● **Action item**: In how many lines of the records does the string "Serialize" appear? State only the number.

START Input records

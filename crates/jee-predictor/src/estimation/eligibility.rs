use super::category::Category;
use serde::{Deserialize, Serialize};
use std::collections::BTreeMap;

/// JEE-Advanced qualifying percentile per category.
#[derive(Debug, Clone, Default, PartialEq, Serialize, Deserialize)]
#[serde(transparent)]
pub struct EligibilityThresholds {
    thresholds: BTreeMap<Category, f64>,
}

impl EligibilityThresholds {
    pub fn new(thresholds: BTreeMap<Category, f64>) -> Self {
        Self { thresholds }
    }

    /// Threshold for a category; General's threshold stands in for any
    /// category the table does not list.
    pub fn threshold_for(&self, category: Category) -> Option<f64> {
        self.thresholds
            .get(&category)
            .or_else(|| self.thresholds.get(&Category::General))
            .copied()
    }

    pub fn iter(&self) -> impl Iterator<Item = (Category, f64)> + '_ {
        self.thresholds
            .iter()
            .map(|(category, value)| (*category, *value))
    }
}

/// Outcome of comparing a percentile against the qualifying cutoff.
#[derive(Debug, Clone, Copy, PartialEq, Serialize, Deserialize)]
pub struct EligibilityVerdict {
    pub eligible: bool,
    pub threshold: f64,
    pub margin: f64,
}

impl EligibilityVerdict {
    pub fn summary(&self) -> String {
        if self.eligible {
            format!(
                "qualified for JEE Advanced (cutoff {:.2}, ahead by {:.2})",
                self.threshold, self.margin
            )
        } else {
            format!(
                "not qualified for JEE Advanced (cutoff {:.2}, short by {:.2})",
                self.threshold, -self.margin
            )
        }
    }
}

pub fn check_eligibility(
    percentile: f64,
    category: Category,
    thresholds: &EligibilityThresholds,
) -> EligibilityVerdict {
    match thresholds.threshold_for(category) {
        Some(threshold) => EligibilityVerdict {
            eligible: percentile >= threshold,
            threshold,
            margin: percentile - threshold,
        },
        None => EligibilityVerdict {
            eligible: false,
            threshold: 100.0,
            margin: percentile - 100.0,
        },
    }
}

#[cfg(test)]
mod tests {
    use super::*;

    fn thresholds() -> EligibilityThresholds {
        EligibilityThresholds::new(BTreeMap::from([
            (Category::General, 93.75),
            (Category::Obc, 89.75),
            (Category::Sc, 66.25),
        ]))
    }

    #[test]
    fn reports_margin_above_threshold() {
        let verdict = check_eligibility(95.0, Category::General, &thresholds());
        assert!(verdict.eligible);
        assert_eq!(verdict.threshold, 93.75);
        assert!((verdict.margin - 1.25).abs() < 1e-9);
    }

    #[test]
    fn reports_shortfall_below_threshold() {
        let verdict = check_eligibility(60.0, Category::Sc, &thresholds());
        assert!(!verdict.eligible);
        assert!((verdict.margin + 6.25).abs() < 1e-9);
        assert!(verdict.summary().contains("short by 6.25"));
    }

    #[test]
    fn percentile_equal_to_threshold_qualifies() {
        let verdict = check_eligibility(89.75, Category::Obc, &thresholds());
        assert!(verdict.eligible);
        assert_eq!(verdict.margin, 0.0);
    }

    #[test]
    fn unknown_category_uses_general_threshold() {
        let verdict = check_eligibility(92.0, Category::St, &thresholds());
        assert_eq!(verdict.threshold, 93.75);
        assert!(!verdict.eligible);
    }

    #[test]
    fn empty_table_never_qualifies() {
        let verdict = check_eligibility(99.9, Category::General, &EligibilityThresholds::default());
        assert!(!verdict.eligible);
        assert_eq!(verdict.threshold, 100.0);
    }
}
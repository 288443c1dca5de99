use super::domain::{MarksInput, PredictionRequest, PredictionResult, TOTAL_MAX_MARKS};
use super::validation::{InputGuard, PredictionError};
use crate::colleges::{
    match_colleges, CandidateStanding, ChanceBands, Cutoff, CutoffResolver, MatchPolicy,
};
use crate::config::PredictionSettings;
use crate::estimation::{
    check_eligibility, Category, CategoryCoefficients, PercentileTable, RankModel, RankModelKind,
    SubjectEstimator,
};
use crate::reference::ReferenceData;
use chrono::Utc;
use std::collections::BTreeMap;
use std::sync::Arc;
use tracing::debug;

/// Runs the estimation pipeline against one set of reference tables.
#[derive(Debug, Clone)]
pub struct PredictionEngine {
    reference: Arc<ReferenceData>,
    rank_model: RankModel,
    policy: MatchPolicy,
    total_candidates: u32,
    subjects: SubjectEstimator,
}

impl PredictionEngine {
    pub fn new(reference: Arc<ReferenceData>, settings: &PredictionSettings) -> Self {
        let rank_model = match settings.rank_model {
            RankModelKind::Proportional => RankModel::Proportional,
            RankModelKind::Historical => RankModel::Historical(reference.rank_table.clone()),
        };

        Self {
            reference,
            rank_model,
            policy: MatchPolicy {
                bands: ChanceBands::default(),
                top_n: settings.top_n,
            },
            total_candidates: settings.total_candidates.max(1),
            subjects: SubjectEstimator::default(),
        }
    }

    pub fn reference(&self) -> &ReferenceData {
        &self.reference
    }

    pub fn predict(&self, request: &PredictionRequest) -> Result<PredictionResult, PredictionError> {
        let validated = InputGuard::validate(request)?;
        let total_candidates = validated.total_candidates.unwrap_or(self.total_candidates);
        let category = validated.category;

        let (table, session_table) = self
            .reference
            .sessions
            .table_for(validated.session.as_deref());
        let percentile = table.percentile_for(validated.total_marks);
        let rank = self.rank_model.rank_for(percentile, total_candidates);

        let coefficients = &self.reference.categories.coefficients;
        let category_rank = coefficients.category_rank(rank, category);
        let eligibility =
            check_eligibility(percentile, category, &self.reference.categories.eligibility);

        let subject_percentiles = match validated.marks {
            MarksInput::Subjects {
                physics,
                chemistry,
                mathematics,
            } => Some(self.subjects.estimate(physics, chemistry, mathematics)),
            MarksInput::Total { .. } => None,
        };

        let standing = CandidateStanding::new(
            category,
            validated.home_state.clone(),
            pool_ranks(rank, category, coefficients),
        );
        let resolver = MarksCutoffs {
            table: &self.reference.sessions.default,
            rank_model: &self.rank_model,
            coefficients,
            total_candidates,
        };
        let colleges = match_colleges(&standing, self.reference.colleges(), &self.policy, &resolver);

        debug!(
            total_marks = validated.total_marks,
            percentile,
            rank,
            category = category.code(),
            category_rank,
            eligible = eligibility.eligible,
            matches = colleges.len(),
            "prediction computed"
        );

        Ok(PredictionResult {
            total_marks: validated.total_marks,
            max_marks: TOTAL_MAX_MARKS,
            percentile,
            subject_percentiles,
            rank,
            total_candidates,
            rank_model: self.rank_model.kind(),
            category,
            category_rank,
            eligibility,
            colleges,
            session: validated.session,
            session_table: session_table.map(str::to_string),
            home_state: validated.home_state,
            reference_version: self.reference.version_label(),
            computed_at: Utc::now(),
        })
    }
}

/// Ranks in the open pool, the declared category's pool and its base pool.
fn pool_ranks(
    rank: u32,
    category: Category,
    coefficients: &CategoryCoefficients,
) -> BTreeMap<Category, u32> {
    let mut ranks = BTreeMap::from([(Category::General, rank)]);
    for pool in [category.base(), category] {
        ranks
            .entry(pool)
            .or_insert_with(|| coefficients.category_rank(rank, pool));
    }
    ranks
}

/// Converts closing marks into a closing rank in the same pool, using the
/// default session table and the engine's rank model.
struct MarksCutoffs<'a> {
    table: &'a PercentileTable,
    rank_model: &'a RankModel,
    coefficients: &'a CategoryCoefficients,
    total_candidates: u32,
}

impl CutoffResolver for MarksCutoffs<'_> {
    fn closing_rank(&self, cutoff: Cutoff, pool: Category) -> Option<u32> {
        match cutoff {
            Cutoff::ClosingRank(rank) => Some(rank),
            Cutoff::ClosingMarks(marks) if marks.is_finite() => {
                let percentile = self.table.percentile_for(marks);
                let rank = self.rank_model.rank_for(percentile, self.total_candidates);
                Some(self.coefficients.category_rank(rank, pool))
            }
            Cutoff::ClosingMarks(_) => None,
        }
    }
}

END Input records

● **The answer**: 3